The New York Times, Feb 3, 2004

Man Who Killed the Mad Cow Has Questions of His Own. (Science Desk) Donald G. Mcneil Jr..

Full Text: COPYRIGHT 2004 The New York Times Company

Shooting a cow turned Dave Louthan into a crusader.  On Dec. 9, at Vern's Moses Lake Meats in Moses Lake, Wash., Mr. Louthan killed the only mad cow found in the United States. Two weeks later, he says, he was dismissed after four years as Vern's slaughterer when he talked to the television crews outside and told them he was sure the cow, ground into hamburger, had already been eaten. The plant's owners did not return calls seeking comment.
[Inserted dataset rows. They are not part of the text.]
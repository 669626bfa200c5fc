//! CryptoSessionStore — crypto session state on a flat key-value substrate.
//!
//! Every entity is a JSON value under a key from [`crate::namespace`].
//! Lookups by entity type or foreign key are prefix scans; there is no other
//! index. Operations are `async` to match the other crypto store backends,
//! but none of them ever suspends.
//!
//! Reads are forgiving: a value that fails to decode is logged and treated
//! as absent. Only substrate failures are returned as errors.
//!
//! There is no locking and no cross-call atomicity. Read-modify-write
//! operations (`store_session`, `mark_sessions_needing_backup`, ...) are
//! last-writer-wins; callers sharing a substrate must serialize writers.

use std::collections::BTreeMap;

use serde::Serialize;
use serde::de::DeserializeOwned;

use super::types::{
    decode_device_sessions, parse_device_sessions, BackupFlagIndex, CrossSigningKeys, ErrorDevice, GroupSessionId,
    GroupSessionRecord, InboundGroupSessionData, MigrationState, OlmSessionId, RoomEncryption,
    RawDeviceSessions, SessionInfo, SessionProblem, SessionRecord, Transaction, TransactionMode,
    WithheldRecord,
};
use crate::namespace::{
    self, E2E_PREFIX, INBOUND_GROUP_SESSION_PREFIX, KEY_ACCOUNT, KEY_CROSS_SIGNING_KEYS,
    KEY_DEVICE_DATA, KEY_MIGRATION_STATE, KEY_NOTIFIED_ERROR_DEVICES,
    KEY_SESSIONS_NEEDING_BACKUP, ROOMS_PREFIX, SESSIONS_PREFIX,
};
use crate::storage::{KeyValueStorage, StorageError};

/// Number of sessions returned by one batch read during migration.
///
/// Migration checkpoints are counted in batches, so this value must match
/// the other store implementations.
pub const SESSION_BATCH_SIZE: usize = 50;

// ═══════════════════════════════════════════════════════════════
// ERROR TYPE
// ═══════════════════════════════════════════════════════════════

#[derive(thiserror::Error, Debug)]
pub enum StoreError {
    #[error(transparent)]
    Storage(#[from] StorageError),
    #[error("Serialization error: {0}")]
    Serialization(String),
}

pub type StoreResult<T> = Result<T, StoreError>;

// ═══════════════════════════════════════════════════════════════
// CRYPTO SESSION STORE
// ═══════════════════════════════════════════════════════════════

pub struct CryptoSessionStore<S> {
    storage: S,
}

#[cfg(not(target_arch = "wasm32"))]
impl CryptoSessionStore<crate::sqlite_storage::SqliteStorage> {
    /// Open (or create) a store backed by an encrypted SQLite database.
    pub fn open(config: &super::config::StoreConfig) -> StoreResult<Self> {
        let storage =
            crate::sqlite_storage::SqliteStorage::open(&config.db_path, &config.encryption_key)?;
        Ok(Self::new(storage))
    }
}
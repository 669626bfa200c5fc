//! HostStorage — substrate backed by host-supplied synchronous callbacks.
//!
//! Five callbacks mirror the host's key-value namespace (for example a
//! browser `localStorage` reached through a bridge):
//! - `get(key) -> Option<value>`
//! - `set(key, value)`
//! - `remove(key)`
//! - `len() -> count`
//! - `key_at(index) -> Option<key>`
//!
//! The host namespace is assumed always available, so every operation is
//! infallible from the store's point of view.

use crate::storage::{KeyValueStorage, StorageError};

type GetFn = Box<dyn Fn(&str) -> Option<String> + Send + Sync>;
type SetFn = Box<dyn Fn(&str, &str) + Send + Sync>;
type RemoveFn = Box<dyn Fn(&str) + Send + Sync>;
type LenFn = Box<dyn Fn() -> usize + Send + Sync>;
type KeyAtFn = Box<dyn Fn(usize) -> Option<String> + Send + Sync>;

pub struct HostStorage {
    get_fn: GetFn,
    set_fn: SetFn,
    remove_fn: RemoveFn,
    len_fn: LenFn,
    key_at_fn: KeyAtFn,
}

impl HostStorage {
    pub fn new(
        get_fn: impl Fn(&str) -> Option<String> + Send + Sync + 'static,
        set_fn: impl Fn(&str, &str) + Send + Sync + 'static,
        remove_fn: impl Fn(&str) + Send + Sync + 'static,
        len_fn: impl Fn() -> usize + Send + Sync + 'static,
        key_at_fn: impl Fn(usize) -> Option<String> + Send + Sync + 'static,
    ) -> Self {
        Self {
            get_fn: Box::new(get_fn),
            set_fn: Box::new(set_fn),
            remove_fn: Box::new(remove_fn),
            len_fn: Box::new(len_fn),
            key_at_fn: Box::new(key_at_fn),
        }
    }
}

impl KeyValueStorage for HostStorage {
    fn get(&self, key: &str) -> Result<Option<String>, StorageError> {
        Ok((self.get_fn)(key))
    }

    fn set(&self, key: &str, value: &str) -> Result<(), StorageError> {
        (self.set_fn)(key, value);
        Ok(())
    }

    fn remove(&self, key: &str) -> Result<(), StorageError> {
        (self.remove_fn)(key);
        Ok(())
    }

    fn len(&self) -> Result<usize, StorageError> {
        Ok((self.len_fn)())
    }

    fn key_at(&self, index: usize) -> Result<Option<String>, StorageError> {
        Ok((self.key_at_fn)(index))
    }
}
''I got a big mouth,'' he said in a telephone interview.

Since then, it has gotten bigger. Using borrowed computers -- he has none of his own, only ''a microwave and a TV that gets four channels'' -- he started writing to newspapers, and is to testify today before the Washington State Legislature.

 

 

Contrary to reports from the federal Department of Agriculture, he asserts that the cow he killed was not too sick to walk. And it was caught not by routine surveillance, he says, but by ''a fluke'': he killed it outdoors because he feared it would trample other cows lying prostrate in its trailer, and the plant's testing program called for sampling cows killed outside only.

''Mad cows aren't downers,'' he said. ''They're up and they're crazy.'' The Agriculture Department disputes his account. Dr. Kenneth Petersen, a food safety official, faxed copies of the Dec. 9 inspector's report saying the cow was ''sternal,'' or down on its chest.
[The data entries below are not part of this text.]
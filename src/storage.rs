//! KeyValueStorage — the synchronous substrate the crypto store is built on.
//!
//! The contract is deliberately minimal: point reads and writes plus
//! `len`/`key_at` enumeration. There are no transactions, no range queries
//! and no secondary indexes. Every "query" the store needs is a prefix scan,
//! which the default [`KeyValueStorage::keys_with_prefix`] performs linearly;
//! ordered backends override it with a range iteration.

use std::collections::BTreeMap;

use parking_lot::RwLock;
use zeroize::Zeroize;

// ═══════════════════════════════════════════════════════════════
// ERROR TYPE
// ═══════════════════════════════════════════════════════════════

#[derive(thiserror::Error, Debug)]
pub enum StorageError {
    #[error("Failed to open storage: {0}")]
    Open(String),
    #[error("Encryption key rejected: {0}")]
    Encryption(String),
    #[error("Schema migration failed: {0}")]
    Migration(String),
    #[error("Storage schema version {found} is newer than supported {supported}")]
    SchemaTooNew { found: u32, supported: u32 },
    #[error("Storage backend error: {0}")]
    Backend(String),
}

// ═══════════════════════════════════════════════════════════════
// SUBSTRATE TRAIT
// ═══════════════════════════════════════════════════════════════

pub trait KeyValueStorage: Send + Sync {
    fn get(&self, key: &str) -> Result<Option<String>, StorageError>;

    fn set(&self, key: &str, value: &str) -> Result<(), StorageError>;

    /// Remove `key`. Removing an absent key is a no-op.
    fn remove(&self, key: &str) -> Result<(), StorageError>;

    /// Number of keys currently stored.
    fn len(&self) -> Result<usize, StorageError>;

    /// The key at position `index` of the enumeration order, if any.
    fn key_at(&self, index: usize) -> Result<Option<String>, StorageError>;

    fn is_empty(&self) -> Result<bool, StorageError> {
        Ok(self.len()? == 0)
    }

    /// Snapshot of every key starting with `prefix`, in enumeration order.
    fn keys_with_prefix(&self, prefix: &str) -> Result<Vec<String>, StorageError> {
        let mut keys = Vec::new();
        for index in 0..self.len()? {
            if let Some(key) = self.key_at(index)? {
                if key.starts_with(prefix) {
                    keys.push(key);
                }
            }
        }
        Ok(keys)
    }
}

/// Smallest string sorting after every string that starts with `prefix`.
///
/// `None` when no such bound exists (empty prefix, or a last character that
/// cannot be incremented); callers then scan to the end of the key space.
pub(crate) fn prefix_upper_bound(prefix: &str) -> Option<String> {
    let mut bound = prefix.to_owned();
    let last = bound.pop()?;
    let next = char::from_u32(last as u32 + 1)?;
    bound.push(next);
    Some(bound)
}

// ═══════════════════════════════════════════════════════════════
// MEMORY STORAGE
// ═══════════════════════════════════════════════════════════════

/// Ordered in-memory substrate.
///
/// Keys enumerate in lexicographic order, so prefix scans are range
/// iterations. Values hold pickled key material and are zeroized when they
/// are overwritten, removed, or when the storage is dropped.
#[derive(Default)]
pub struct MemoryStorage {
    entries: RwLock<BTreeMap<String, String>>,
}

impl MemoryStorage {
    pub fn new() -> Self {
        Self::default()
    }

    /// Create a storage pre-populated with `entries`.
    pub fn from_entries(entries: impl IntoIterator<Item = (String, String)>) -> Self {
        Self {
            entries: RwLock::new(entries.into_iter().collect()),
        }
    }

    /// Copy of every stored entry, in key order.
    pub fn entries(&self) -> Vec<(String, String)> {
        self.entries
            .read()
            .iter()
            .map(|(k, v)| (k.clone(), v.clone()))
            .collect()
    }
}

impl Drop for MemoryStorage {
    fn drop(&mut self) {
        for (_k, mut v) in std::mem::take(self.entries.get_mut()) {
            v.zeroize();
        }
    }
}

impl KeyValueStorage for MemoryStorage {
    fn get(&self, key: &str) -> Result<Option<String>, StorageError> {
        Ok(self.entries.read().get(key).cloned())
    }

    fn set(&self, key: &str, value: &str) -> Result<(), StorageError> {
        if let Some(mut old) = self.entries.write().insert(key.to_owned(), value.to_owned()) {
            old.zeroize();
        }
        Ok(())
    }

    fn remove(&self, key: &str) -> Result<(), StorageError> {
        if let Some(mut old) = self.entries.write().remove(key) {
            old.zeroize();
        }
        Ok(())
    }

    fn len(&self) -> Result<usize, StorageError> {
        Ok(self.entries.read().len())
    }

    fn key_at(&self, index: usize) -> Result<Option<String>, StorageError> {
        Ok(self.entries.read().keys().nth(index).cloned())
    }

    fn keys_with_prefix(&self, prefix: &str) -> Result<Vec<String>, StorageError> {
        let entries = self.entries.read();
        Ok(entries
            .range(prefix.to_owned()..)
            .map(|(k, _)| k)
            .take_while(|k| k.starts_with(prefix))
            .cloned()
            .collect())
    }
}

#[cfg(test)]
mod tests {
    use super::*;

    /// Substrate that only implements the required methods, to exercise the
    /// default linear prefix scan.
    struct UnorderedStorage(RwLock<Vec<(String, String)>>);

    impl KeyValueStorage for UnorderedStorage {
        fn get(&self, key: &str) -> Result<Option<String>, StorageError> {
            Ok(self.0.read().iter().find(|(k, _)| k == key).map(|(_, v)| v.clone()))
        }

        fn set(&self, key: &str, value: &str) -> Result<(), StorageError> {
            let mut entries = self.0.write();
            match entries.iter_mut().find(|(k, _)| k == key) {
                Some(entry) => entry.1 = value.to_owned(),
                None => entries.push((key.to_owned(), value.to_owned())),
            }
            Ok(())
        }

        fn remove(&self, key: &str) -> Result<(), StorageError> {
            self.0.write().retain(|(k, _)| k != key);
            Ok(())
        }

        fn len(&self) -> Result<usize, StorageError> {
            Ok(self.0.read().len())
        }

        fn key_at(&self, index: usize) -> Result<Option<String>, StorageError> {
            Ok(self.0.read().get(index).map(|(k, _)| k.clone()))
        }
    }

    #[test]
    fn linear_scan_keeps_enumeration_order() {
        let storage = UnorderedStorage(RwLock::new(Vec::new()));
        storage.set("crypto.rooms/b", "1").unwrap();
        storage.set("other", "2").unwrap();
        storage.set("crypto.rooms/a", "3").unwrap();
        assert_eq!(
            storage.keys_with_prefix("crypto.rooms/").unwrap(),
            vec!["crypto.rooms/b".to_string(), "crypto.rooms/a".to_string()]
        );
    }

    #[test]
    fn memory_range_scan_stops_at_prefix_end() {
        let storage = MemoryStorage::from_entries([
            ("crypto.sessions/a".to_string(), "{}".to_string()),
            ("crypto.sessions/b".to_string(), "{}".to_string()),
            ("crypto.sessionsneedingbackup".to_string(), "{}".to_string()),
            ("crypto.rooms/x".to_string(), "{}".to_string()),
        ]);
        assert_eq!(
            storage.keys_with_prefix("crypto.sessions/").unwrap(),
            vec!["crypto.sessions/a".to_string(), "crypto.sessions/b".to_string()]
        );
        assert!(storage.keys_with_prefix("crypto.zzz").unwrap().is_empty());
    }

    #[test]
    fn memory_enumeration_is_sorted() {
        let storage = MemoryStorage::new();
        storage.set("b", "2").unwrap();
        storage.set("a", "1").unwrap();
        assert_eq!(storage.len().unwrap(), 2);
        assert_eq!(storage.key_at(0).unwrap().as_deref(), Some("a"));
        assert_eq!(storage.key_at(1).unwrap().as_deref(), Some("b"));
        assert_eq!(storage.key_at(2).unwrap(), None);
    }

    #[test]
    fn remove_absent_key_is_noop() {
        let storage = MemoryStorage::new();
        storage.remove("missing").unwrap();
        assert!(storage.is_empty().unwrap());
    }

    #[test]
    fn upper_bound_increments_last_char() {
        assert_eq!(prefix_upper_bound("crypto.rooms/").as_deref(), Some("crypto.rooms0"));
        assert_eq!(prefix_upper_bound(""), None);
    }
}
Mr. Louthan said he believed the government changed the report on Dec. 23, during the panic at Vern's when a positive test was found. The ''smoking gun,'' he said, is that it is the only one on the page marked ''unable to get temp'' while other cows' temperatures were recorded. It is easy, he said, to get a rectal temperature from a downed cow but hard from a jumpy one.

Dr. Petersen said that he had no indication the records were altered and that the veterinarian had told him the animal was lying so close to the trailer wall that a thermometer could not be used.

In his new role as bloody-handed industry critic, Mr. Louthan argues that too few cattle are tested for mad cow to say with certainty that beef is safe. ''One mad cow is a scare, but two is an epidemic,'' he said. ''They absolutely, positively don't want to find another.''

Ed Curlett, a department spokesman, said about 83 a month were tested at Vern's from October to December. (The testing began only in October, when the government starting paying $10 a brain sample.)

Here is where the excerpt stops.